Predicting Brain Cancer Survival Using Artificial Intelligence - EMJ

Predicting Brain Cancer Survival Using Artificial Intelligence

1 Mins
Radiology

ARTIFICIAL intelligence (AI) can predict whether adult patients with brain cancer will survive more than 8 months after receiving radiotherapy. The first use of AI, in predicting short- and long-term survival, has been documented by researchers from King’s College London, UK.

Currently, patients are regularly scanned to assess the success of chemotherapy, but this research aims to give an instantaneous and accurate prediction from one MRI scan, allowing doctors to identify patients who would not benefit from chemotherapy, or trying a different treatment course. A deep learning model was employed to accurately predict outcomes for patients with primary brain cancer, applied to predict whether glioblastoma patients would survive 8 months after receiving radiotherapy. This time period was selected, as it is the length of a typical course of routine chemotherapy following radiotherapy.

Retrospective and prospective data were collected from 206 patients with glioblastoma, diagnosed between March 2014 and February 2022, across 11 UK centres. Models were trained on 158 retrospective patients from three centres. The study investigated the influence of individual MRI sequences, non-imaging features, and weighted dense blocks pretrained for abnormality detection. The imaging model outperformed the non-imaging model in all test sets (area under the receiver-operating characteristic curve; p=0.038) and performed similarly to a combined imaging/non-imaging model (p>0.05).

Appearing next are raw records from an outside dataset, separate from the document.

use crate::{
    checkpoint::{self, Checkpointer, FINAL_TAG},
    config::{TRAIN_CONFIG_FILE, TrainConfig},
    episodes::{EpisodeTracker, mean},
};
use candle_core::Device;
use gram_agents::{ActorCritic, ActorCriticBuilder, PolicyInput, actor_critic::ActorCriticDims};
use gram_core::{
    GramError, Result,
    context::{Context, ContextOverrides, ContextRanges, contexts_to_tensor},
    env::{TerrainSettings, VecEnv},
    history::ObservationHistory,
    rng::{self, with_rng},
};
use serde::{Deserialize, Serialize};
use std::path::{Path, PathBuf};

#[derive(Debug, Clone, Copy, Default, PartialEq, Eq, Serialize, Deserialize)]
#[serde(rename_all = "snake_case")]
pub enum DeploymentRegime {
    #[default]
    InDistribution,
    OutOfDistribution,
}

#[derive(Debug, Clone, PartialEq, Serialize, Deserialize)]
#[serde(default)]
pub struct EvalConfig {
    /// Directory of a training run, holding `config.json` and `checkpoints/`.
    pub run_dir: PathBuf,
    pub checkpoint: String,
    pub regime: DeploymentRegime,
    pub overrides: ContextOverrides,
    pub terrain: TerrainSettings,
    pub num_steps: usize,
    pub seed: u64,
}

impl Default for EvalConfig {
    fn default() -> Self {
        Self {
            run_dir: PathBuf::new(),
            checkpoint: FINAL_TAG.to_owned(),
            regime: DeploymentRegime::InDistribution,
            overrides: ContextOverrides::default(),
            terrain: TerrainSettings::default(),
            num_steps: 1000,
            seed: 0,
        }
    }
}

#[derive(Debug, Clone, PartialEq, Serialize, Deserialize)]
pub struct EvalReport {
    pub ranges: ContextRanges,
    pub num_steps: usize,
    pub mean_step_reward: f32,
    pub episode_returns: Vec<f32>,
    pub episode_lengths: Vec<usize>,
    pub mean_episode_return: Option<f32>,
    pub mean_episode_length: Option<f32>,
}

/// Ranges a trained run is deployed under: the training ID or OOD ranges with `overrides`
/// applied on top.
pub fn deployment_ranges(
    train_config: &TrainConfig,
    regime: DeploymentRegime,
    overrides: &ContextOverrides,
) -> ContextRanges {
    let base = match regime {
        DeploymentRegime::InDistribution => train_config.id_ranges(),
        DeploymentRegime::OutOfDistribution => train_config.ood_ranges.clone(),
    };
    overrides.apply(&base)
}

/// Rolls out the deterministic policy on its deployment path for `num_steps` steps. Instances
/// draw a fresh context from `ranges` at the start of every episode.
pub fn evaluate_policy<E: VecEnv>(
    actor_critic: &mut ActorCritic,
    env: &mut E,
    ranges: &ContextRanges,
    terrain: TerrainSettings,
    num_steps: usize,
) -> Result<EvalReport> {
    let description = env.env_description();
    let num_envs = env.num_envs();
    let num_joints = description.num_joints;
    ranges.validate(num_joints)?;
    actor_critic.set_latent_source(actor_critic.deployment_source())?;
    let device = actor_critic.device().clone();
    let history_len = if actor_critic.has_adaptation_module() {
        actor_critic.dims().history_size / (description.observation_size + description.action_size)
    } else {
        0
    };

    env.set_terrain(terrain)?;
    let sample = |env_ids: &[usize]| -> Vec<Context> {
        with_rng(|rng| env_ids.iter().map(|_| ranges.sample(rng, num_joints)).collect())
    };
    let all: Vec<usize> = (0..num_envs).collect();
    let mut contexts = sample(&all);
    env.set_contexts(&all, &contexts)?;
    let mut observations = env.reset()?;
    let mut history = ObservationHistory::new(
        num_envs,
        history_len,
        description.observation_size,
        description.action_size,
    );
    let mut episodes = EpisodeTracker::new(num_envs);
    let mut reward_sum = 0f32;

    for _ in 0..num_steps {
        let input = PolicyInput {
            observations: observations.clone(),
            contexts: Some(contexts_to_tensor(&contexts, num_joints, &device)?),
            histories: if history_len > 0 {
                Some(history.as_tensor(&device)?)
            } else {
                None
            },
        };
        let actions = actor_critic.act_inference(&input)?;
        let step = env.step(&actions)?;
        step.validate(num_envs, description.observation_size)?;
        let dones = step.dones();
        reward_sum += step.rewards.iter().sum::<f32>();
        episodes.record(&step.rewards, &dones);
        if history_len > 0 {
            history.push(&observations, &actions)?;
        }
        let done_ids: Vec<usize> = dones
            .iter()
            .enumerate()
            .filter_map(|(env, done)| done.then_some(env))
            .collect();
        if !done_ids.is_empty() {
            history.reset_envs(&done_ids);
            let fresh = sample(&done_ids);
            env.set_contexts(&done_ids, &fresh)?;
            for (&id, context) in done_ids.iter().zip(fresh) {
                contexts[id] = context;
            }
        }
        observations = step.observations;
    }

    let (episode_returns, episode_lengths) = episodes.drain();
    let total_steps = (num_steps * num_envs).max(1);
    Ok(EvalReport {
        ranges: ranges.clone(),
        num_steps,
        mean_step_reward: reward_sum / total_steps as f32,
        mean_episode_return: mean(episode_returns.iter().copied()),
        mean_episode_length: mean(episode_lengths.iter().map(|len| *len as f32)),
        episode_returns,
        episode_lengths,
    })
}

/// Rebuilds the actor-critic of a training run and loads the checkpoint in `checkpoint_dir`.
pub fn load_actor_critic<E: VecEnv>(
    train_config: &TrainConfig,
    env: &E,
    checkpoint_dir: &Path,
    device: &Device,
) -> Result<ActorCritic> {
    let description = env.env_description();
    let dims = ActorCriticDims::new(&description, train_config.policy.history_len);
    let mut actor_critic =
        ActorCriticBuilder::new(train_config.algorithm, train_config.policy.clone(), dims)
            .build(device)?;
    checkpoint::load(checkpoint_dir, &mut actor_critic, None)?;
    Ok(actor_critic)
}

/// Evaluates a checkpoint of the run in `config.run_dir` under the requested regime.
pub fn evaluate_run<E: VecEnv>(config: &EvalConfig, env: &mut E) -> Result<EvalReport> {
    let train_config_path = config.run_dir.join(TRAIN_CONFIG_FILE);
    let raw = std::fs::read_to_string(&train_config_path)?;
    let train_config: TrainConfig = serde_json::from_str(&raw).map_err(|err| {
        GramError::Config(format!("{}: {err}", train_config_path.display()))
    })?;
    rng::seed(config.seed);
    let device = if train_config.use_cuda {
        Device::cuda_if_available(0)?
    } else {
        Device::Cpu
    };
    let checkpoint_dir = Checkpointer::new(&config.run_dir).checkpoint_dir(&config.checkpoint);
    let mut actor_critic = load_actor_critic(&train_config, env, &checkpoint_dir, &device)?;
    let ranges = deployment_ranges(&train_config, config.regime, &config.overrides);
    tracing::info!(
        run = %config.run_dir.display(),
        checkpoint = %config.checkpoint,
        regime = ?config.regime,
        "evaluating"
    );
    evaluate_policy(
        &mut actor_critic,
        env,
        &ranges,
        config.terrain,
        config.num_steps,
    )
}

Alysha Chelliah, a researcher at King’s College London, described the purpose of this investigation: “This approach is intended to improve the ability to identify patients who require early second-line treatment or clinical trial enrolment, compared to those showing initial treatment response.” Thomas Booth, King’s College London, went on to emphasise the importance of their findings: “This study was motivated by a clinically-attuned and critical research question regarding aggressive brain tumours, and delivered by leveraging cutting edge AI. Whilst less common than other cancers, the devastation is disproportionate, with a 2-year survival rate of 18%.”

The current study brought forward the conclusion that a deep learning model, using MRI images after radiotherapy, can reliably and accurately determine survival of glioblastoma. This model will serve a prognostic biomarker, identifying patients who will not survive beyond a typical course of adjuvant temozolomide, and thereby stratifying patients who might require early second-line or clinical trial treatment.